Tag: fiction

Book: Henry Lion Oldie “Invasion”

About a year and a half ago, I wrote about Pavel Filatyev’s book, which was essentially an account of the first days of Russia’s war against Ukraine seen through the eyes of a Russian contract soldier. Even then, I wanted to believe that all this horror would soon be over.

But two years have already passed since Russia attacked Ukraine, and there’s still no end in sight. As a child, reading about the Great Patriotic War, I used to think that four years of that war was a whole lifetime. By that measure, Ukraine has already been at war for half a lifetime.

The initial shock has long since faded, and any hope of a quick ending is gone for good. And then a book came out by the remarkable Ukrainian authors Dmitry Gromov and Oleg Ladyzhensky, whom all fans of sci-fi know under the pen name Henry Lion Oldie.

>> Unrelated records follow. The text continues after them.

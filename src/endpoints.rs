//! IMF SDMX JSON endpoint layout
//!
//! The service exposes four endpoint families under one base URL plus a
//! metadata family that mirrors the compact-data paths:
//!
//! - `Dataflow` - catalog of datasets
//! - `DataStructure/{dataset}` - dimensions and codelist ids of a dataset
//! - `CodeList/{codelist}` - codes of one codelist
//! - `CompactData/{dataset}/{dims}` - observations
//! - `GenericMetadata/{dataset}/{dims}` - descriptive header for a compact-data query

/// Production base URL
pub const IMF_BASE_URL: &str = "http://dataservices.imf.org/REST/SDMX_JSON.svc";

/// Path segments of each endpoint family
#[derive(Debug, Clone)]
pub struct EndpointPaths {
    /// Dataset catalog
    pub dataflow: &'static str,
    /// Data structure lookup by dataset id
    pub data_structure: &'static str,
    /// Codelist lookup by codelist id
    pub codelist: &'static str,
    /// Compact data lookup by dataset id and dimension path
    pub compact_data: &'static str,
    /// Metadata lookup mirroring compact data
    pub generic_metadata: &'static str,
}

/// Endpoint paths of the SDMX JSON service
pub const SDMX_JSON_PATHS: EndpointPaths = EndpointPaths {
    dataflow: "Dataflow",
    data_structure: "DataStructure",
    codelist: "CodeList",
    compact_data: "CompactData",
    generic_metadata: "GenericMetadata",
};

/// URL factory bound to a base URL
#[derive(Debug, Clone)]
pub struct Endpoints {
    base_url: String,
    paths: &'static EndpointPaths,
}

impl Endpoints {
    /// Create endpoints rooted at `base_url`
    pub fn new(base_url: impl Into<String>) -> Self {
        Self {
            base_url: base_url.into().trim_end_matches('/').to_string(),
            paths: &SDMX_JSON_PATHS,
        }
    }

    /// Base URL without trailing slash
    pub fn base_url(&self) -> &str {
        &self.base_url
    }

    /// Dataset catalog URL
    pub fn dataflow(&self) -> String {
        format!("{}/{}", self.base_url, self.paths.dataflow)
    }

    /// Structure URL for a dataset
    pub fn data_structure(&self, dataset_id: &str) -> String {
        format!("{}/{}/{}", self.base_url, self.paths.data_structure, dataset_id)
    }

    /// Codelist URL
    pub fn codelist(&self, codelist_id: &str) -> String {
        format!("{}/{}/{}", self.base_url, self.paths.codelist, codelist_id)
    }

    /// Compact data URL for a dataset and a dot-separated dimension path
    pub fn compact_data(&self, dataset_id: &str, dimension_path: &str) -> String {
        format!(
            "{}/{}/{}/{}",
            self.base_url, self.paths.compact_data, dataset_id, dimension_path
        )
    }

    /// Endpoint family a URL belongs to, used as a metrics label
    pub fn family_of(&self, url: &str) -> &'static str {
        let families = [
            self.paths.dataflow,
            self.paths.data_structure,
            self.paths.codelist,
            self.paths.compact_data,
            self.paths.generic_metadata,
        ];
        families
            .into_iter()
            .find(|family| url.contains(&format!("/{family}")))
            .unwrap_or("other")
    }

    /// Derive the metadata URL from a compact data URL
    pub fn metadata_from_data_url(&self, data_url: &str) -> String {
        data_url.replacen(self.paths.compact_data, self.paths.generic_metadata, 1)
    }
}

impl Default for Endpoints {
    fn default() -> Self {
        Self::new(IMF_BASE_URL)
    }
}
//! Contract tests against the live IMF SDMX JSON service
//!
//! These hit the network and are ignored by default:
//! `cargo test -- --ignored contract`

use imf_data_client::{DatasetQuery, ImfClient};

#[tokio::test]
#[ignore]
async fn test_live_catalog_contains_pcps() {
    let client = ImfClient::new();
    let datasets = client.list_datasets().await.unwrap();
    assert!(datasets.iter().any(|d| d.dataset_id == "PCPS"));
}

#[tokio::test]
#[ignore]
async fn test_live_pcps_freq_dimension() {
    let client = ImfClient::new();
    let schema = client.parameters("PCPS").await.unwrap();
    assert!(schema.has_dimension("freq"));
    assert!(schema.has_dimension("ref_area"));
}

#[tokio::test]
#[ignore]
async fn test_live_gold_prices() {
    let client = ImfClient::new();
    let query = DatasetQuery::new("PCPS")
        .filter("freq", ["A"])
        .filter("ref_area", ["W00"])
        .filter("indicator", ["PGOLD"])
        .start_year("2018")
        .end_year("2020");
    let response = client.dataset(&query).await.unwrap();
    let table = response.data.table().unwrap();
    assert!(!table.is_empty());
    assert!(table.iter().all(|r| r.decimal("obs_value").is_some()));
}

Both authors are from Kharkiv — a city where, before the war, Russian was heard far more often than Ukrainian, even though its residents considered themselves Ukrainian. Before the war, Oldie were seen as purely Russian-language authors. They wrote in Russian, a language they command better than most Russians do.

But on February 24, 2022, war came to their home; Russian missiles and bombs began to fall on their city. And both of them, Dmitry and Oleg, started keeping a diary.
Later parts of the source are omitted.